Top of TASK INPUTS
use crate::{
    backup_stem, BackupInfo, CardInput, CoreError, DeckId, DeckPatch, DeckRecord, HistoryEntry, ImportMode,
    ImportReport, Ledger, MatchId, MatchPatch, MatchRecord, NewDeck, NewMatch, Snapshot,
};
use async_trait::async_trait;
use chrono::Utc;
use parking_lot::Mutex;
use std::collections::VecDeque;

/// Non-durable store over a [`Ledger`]. Backups are retained snapshots.
pub struct MemoryRepo {
    state: Mutex<Ledger>,
    backups: Mutex<VecDeque<(BackupInfo, Snapshot)>>,
    max_backups: usize,
}

impl Default for MemoryRepo {
    fn default() -> Self {
        Self::new()
    }
}

impl MemoryRepo {
    pub fn new() -> Self {
        Self::with_ledger(Ledger::new(), 10)
    }

    pub fn with_ledger(ledger: Ledger, max_backups: usize) -> Self {
        Self {
            state: Mutex::new(ledger),
            backups: Mutex::new(VecDeque::new()),
            max_backups: max_backups.max(1),
        }
    }

    /// Snapshot held by a backup taken earlier.
    pub fn backup_snapshot(&self, name: &str) -> Option<Snapshot> {
        self.backups
            .lock()
            .iter()
            .find(|(info, _)| info.name == name)
            .map(|(_, s)| s.clone())
    }
}

#[async_trait]
impl crate::repo::Repository for MemoryRepo {
    async fn add_deck(&self, deck: NewDeck) -> Result<DeckRecord, CoreError> {
        self.state.lock().add_deck(deck)
    }

    async fn get_deck(&self, id: DeckId) -> Result<DeckRecord, CoreError> {
        self.state.lock().deck(id).cloned()
    }

    async fn list_decks(&self) -> Result<Vec<DeckRecord>, CoreError> {
        Ok(self.state.lock().decks())
    }

    async fn update_deck(&self, id: DeckId, patch: DeckPatch) -> Result<DeckRecord, CoreError> {
        self.state.lock().update_deck(id, patch)
    }

    async fn delete_deck(&self, id: DeckId) -> Result<DeckRecord, CoreError> {
        self.state.lock().delete_deck(id)
    }

    async fn upsert_card(&self, deck_id: DeckId, card: CardInput) -> Result<DeckRecord, CoreError> {
        self.state.lock().upsert_card(deck_id, card)
    }

    async fn remove_card(&self, deck_id: DeckId, card_name: String) -> Result<DeckRecord, CoreError> {
        self.state.lock().remove_card(deck_id, &card_name)
    }

    async fn current_deck(&self) -> Result<Option<DeckRecord>, CoreError> {
        Ok(self.state.lock().current_deck().cloned())
    }

    async fn set_current_deck(&self, id: Option<DeckId>) -> Result<Option<DeckRecord>, CoreError> {
        self.state.lock().set_current_deck(id)
    }

    async fn history(&self) -> Result<Vec<HistoryEntry>, CoreError> {
        Ok(self.state.lock().history().to_vec())
    }

    async fn add_match(&self, m: NewMatch) -> Result<MatchRecord, CoreError> {
        self.state.lock().add_match(m)
    }

    async fn get_match(&self, id: MatchId) -> Result<MatchRecord, CoreError> {
        self.state.lock().get_match(id).cloned()
    }

    async fn list_matches(&self, deck_id: Option<DeckId>) -> Result<Vec<MatchRecord>, CoreError> {
        Ok(self.state.lock().matches(deck_id))
    }

    async fn update_match(&self, id: MatchId, patch: MatchPatch) -> Result<MatchRecord, CoreError> {
        self.state.lock().update_match(id, patch)
    }

    async fn delete_match(&self, id: MatchId) -> Result<MatchRecord, CoreError> {
        self.state.lock().delete_match(id)
    }

    async fn save(&self) -> Result<(), CoreError> {
        Ok(())
    }

    async fn backup(&self) -> Result<BackupInfo, CoreError> {
        let snapshot = self.state.lock().snapshot();
        let size_bytes = snapshot.encode()?.len() as u64;
        let now = Utc::now();

        let mut backups = self.backups.lock();
        let mut seq = 0;
        let mut name = backup_stem("memory", now, seq);
        while backups.iter().any(|(b, _)| b.name == name) {
            seq += 1;
            name = backup_stem("memory", now, seq);
        }
        let info = BackupInfo {
            name,
            created_at: now,
            size_bytes,
        };
        backups.push_back((info.clone(), snapshot));
        while backups.len() > self.max_backups {
            backups.pop_front();
        }
        Ok(info)
    }

    async fn list_backups(&self) -> Result<Vec<BackupInfo>, CoreError> {
        Ok(self.backups.lock().iter().rev().map(|(b, _)| b.clone()).collect())
    }

    async fn export_snapshot(&self) -> Result<Snapshot, CoreError> {
        Ok(self.state.lock().snapshot())
    }

    async fn import_snapshot(&self, snapshot: Snapshot, mode: ImportMode) -> Result<ImportReport, CoreError> {
        self.state.lock().import(snapshot, mode)
    }
}

#[cfg(test)]
mod tests {
    use super::*;
    use crate::{CardInput, Repository};

    #[tokio::test]
    async fn backups_keep_only_newest() {
        let repo = MemoryRepo::with_ledger(Ledger::new(), 2);
        let first = repo.backup().await.unwrap();
        repo.add_deck(NewDeck::new("Fire Deck", vec![CardInput::new("Charmander", 4)]))
            .await
            .unwrap();
        let second = repo.backup().await.unwrap();
        let third = repo.backup().await.unwrap();

        let names: Vec<String> = repo.list_backups().await.unwrap().into_iter().map(|b| b.name).collect();
        assert_eq!(names, vec![third.name.clone(), second.name.clone()]);
        assert!(repo.backup_snapshot(&first.name).is_none());
        assert_eq!(repo.backup_snapshot(&second.name).unwrap().decks.len(), 1);
    }

    #[tokio::test]
    async fn delete_match_returns_removed_record() {
        let repo = MemoryRepo::new();
        let d = repo.add_deck(NewDeck::new("Fire Deck", vec![])).await.unwrap();
        let m = repo.add_match(NewMatch::new(d.id, "Water Deck", "win")).await.unwrap();
        let gone = repo.delete_match(m.id).await.unwrap();
        assert_eq!(gone, m);
        assert!(matches!(repo.get_match(m.id).await, Err(CoreError::NotFound { .. })));
    }
}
Bottom of TASK INPUTS
An exact copy of all the records above is the required answer.

[EXPECTED ANSWER]
use crate::{
    backup_stem, BackupInfo, CardInput, CoreError, DeckId, DeckPatch, DeckRecord, HistoryEntry, ImportMode,
    ImportReport, Ledger, MatchId, MatchPatch, MatchRecord, NewDeck, NewMatch, Snapshot,
};
use async_trait::async_trait;
use chrono::Utc;
use parking_lot::Mutex;
use std::collections::VecDeque;

/// Non-durable store over a [`Ledger`]. Backups are retained snapshots.
pub struct MemoryRepo {
    state: Mutex<Ledger>,
    backups: Mutex<VecDeque<(BackupInfo, Snapshot)>>,
    max_backups: usize,
}

impl Default for MemoryRepo {
    fn default() -> Self {
        Self::new()
    }
}

impl MemoryRepo {
    pub fn new() -> Self {
        Self::with_ledger(Ledger::new(), 10)
    }

    pub fn with_ledger(ledger: Ledger, max_backups: usize) -> Self {
        Self {
            state: Mutex::new(ledger),
            backups: Mutex::new(VecDeque::new()),
            max_backups: max_backups.max(1),
        }
    }

    /// Snapshot held by a backup taken earlier.
    pub fn backup_snapshot(&self, name: &str) -> Option<Snapshot> {
        self.backups
            .lock()
            .iter()
            .find(|(info, _)| info.name == name)
            .map(|(_, s)| s.clone())
    }
}

#[async_trait]
impl crate::repo::Repository for MemoryRepo {
    async fn add_deck(&self, deck: NewDeck) -> Result<DeckRecord, CoreError> {
        self.state.lock().add_deck(deck)
    }

    async fn get_deck(&self, id: DeckId) -> Result<DeckRecord, CoreError> {
        self.state.lock().deck(id).cloned()
    }

    async fn list_decks(&self) -> Result<Vec<DeckRecord>, CoreError> {
        Ok(self.state.lock().decks())
    }

    async fn update_deck(&self, id: DeckId, patch: DeckPatch) -> Result<DeckRecord, CoreError> {
        self.state.lock().update_deck(id, patch)
    }

    async fn delete_deck(&self, id: DeckId) -> Result<DeckRecord, CoreError> {
        self.state.lock().delete_deck(id)
    }

    async fn upsert_card(&self, deck_id: DeckId, card: CardInput) -> Result<DeckRecord, CoreError> {
        self.state.lock().upsert_card(deck_id, card)
    }

    async fn remove_card(&self, deck_id: DeckId, card_name: String) -> Result<DeckRecord, CoreError> {
        self.state.lock().remove_card(deck_id, &card_name)
    }

    async fn current_deck(&self) -> Result<Option<DeckRecord>, CoreError> {
        Ok(self.state.lock().current_deck().cloned())
    }

    async fn set_current_deck(&self, id: Option<DeckId>) -> Result<Option<DeckRecord>, CoreError> {
        self.state.lock().set_current_deck(id)
    }

    async fn history(&self) -> Result<Vec<HistoryEntry>, CoreError> {
        Ok(self.state.lock().history().to_vec())
    }

    async fn add_match(&self, m: NewMatch) -> Result<MatchRecord, CoreError> {
        self.state.lock().add_match(m)
    }

    async fn get_match(&self, id: MatchId) -> Result<MatchRecord, CoreError> {
        self.state.lock().get_match(id).cloned()
    }

    async fn list_matches(&self, deck_id: Option<DeckId>) -> Result<Vec<MatchRecord>, CoreError> {
        Ok(self.state.lock().matches(deck_id))
    }

    async fn update_match(&self, id: MatchId, patch: MatchPatch) -> Result<MatchRecord, CoreError> {
        self.state.lock().update_match(id, patch)
    }

    async fn delete_match(&self, id: MatchId) -> Result<MatchRecord, CoreError> {
        self.state.lock().delete_match(id)
    }

    async fn save(&self) -> Result<(), CoreError> {
        Ok(())
    }

    async fn backup(&self) -> Result<BackupInfo, CoreError> {
        let snapshot = self.state.lock().snapshot();
        let size_bytes = snapshot.encode()?.len() as u64;
        let now = Utc::now();

        let mut backups = self.backups.lock();
        let mut seq = 0;
        let mut name = backup_stem("memory", now, seq);
        while backups.iter().any(|(b, _)| b.name == name) {
            seq += 1;
            name = backup_stem("memory", now, seq);
        }
        let info = BackupInfo {
            name,
            created_at: now,
            size_bytes,
        };
        backups.push_back((info.clone(), snapshot));
        while backups.len() > self.max_backups {
            backups.pop_front();
        }
        Ok(info)
    }

    async fn list_backups(&self) -> Result<Vec<BackupInfo>, CoreError> {
        Ok(self.backups.lock().iter().rev().map(|(b, _)| b.clone()).collect())
    }

    async fn export_snapshot(&self) -> Result<Snapshot, CoreError> {
        Ok(self.state.lock().snapshot())
    }

    async fn import_snapshot(&self, snapshot: Snapshot, mode: ImportMode) -> Result<ImportReport, CoreError> {
        self.state.lock().import(snapshot, mode)
    }
}

#[cfg(test)]
mod tests {
    use super::*;
    use crate::{CardInput, Repository};

    #[tokio::test]
    async fn backups_keep_only_newest() {
        let repo = MemoryRepo::with_ledger(Ledger::new(), 2);
        let first = repo.backup().await.unwrap();
        repo.add_deck(NewDeck::new("Fire Deck", vec![CardInput::new("Charmander", 4)]))
            .await
            .unwrap();
        let second = repo.backup().await.unwrap();
        let third = repo.backup().await.unwrap();

        let names: Vec<String> = repo.list_backups().await.unwrap().into_iter().map(|b| b.name).collect();
        assert_eq!(names, vec![third.name.clone(), second.name.clone()]);
        assert!(repo.backup_snapshot(&first.name).is_none());
        assert_eq!(repo.backup_snapshot(&second.name).unwrap().decks.len(), 1);
    }

    #[tokio::test]
    async fn delete_match_returns_removed_record() {
        let repo = MemoryRepo::new();
        let d = repo.add_deck(NewDeck::new("Fire Deck", vec![])).await.unwrap();
        let m = repo.add_match(NewMatch::new(d.id, "Water Deck", "win")).await.unwrap();
        let gone = repo.delete_match(m.id).await.unwrap();
        assert_eq!(gone, m);
        assert!(matches!(repo.get_match(m.id).await, Err(CoreError::NotFound { .. })));
    }
}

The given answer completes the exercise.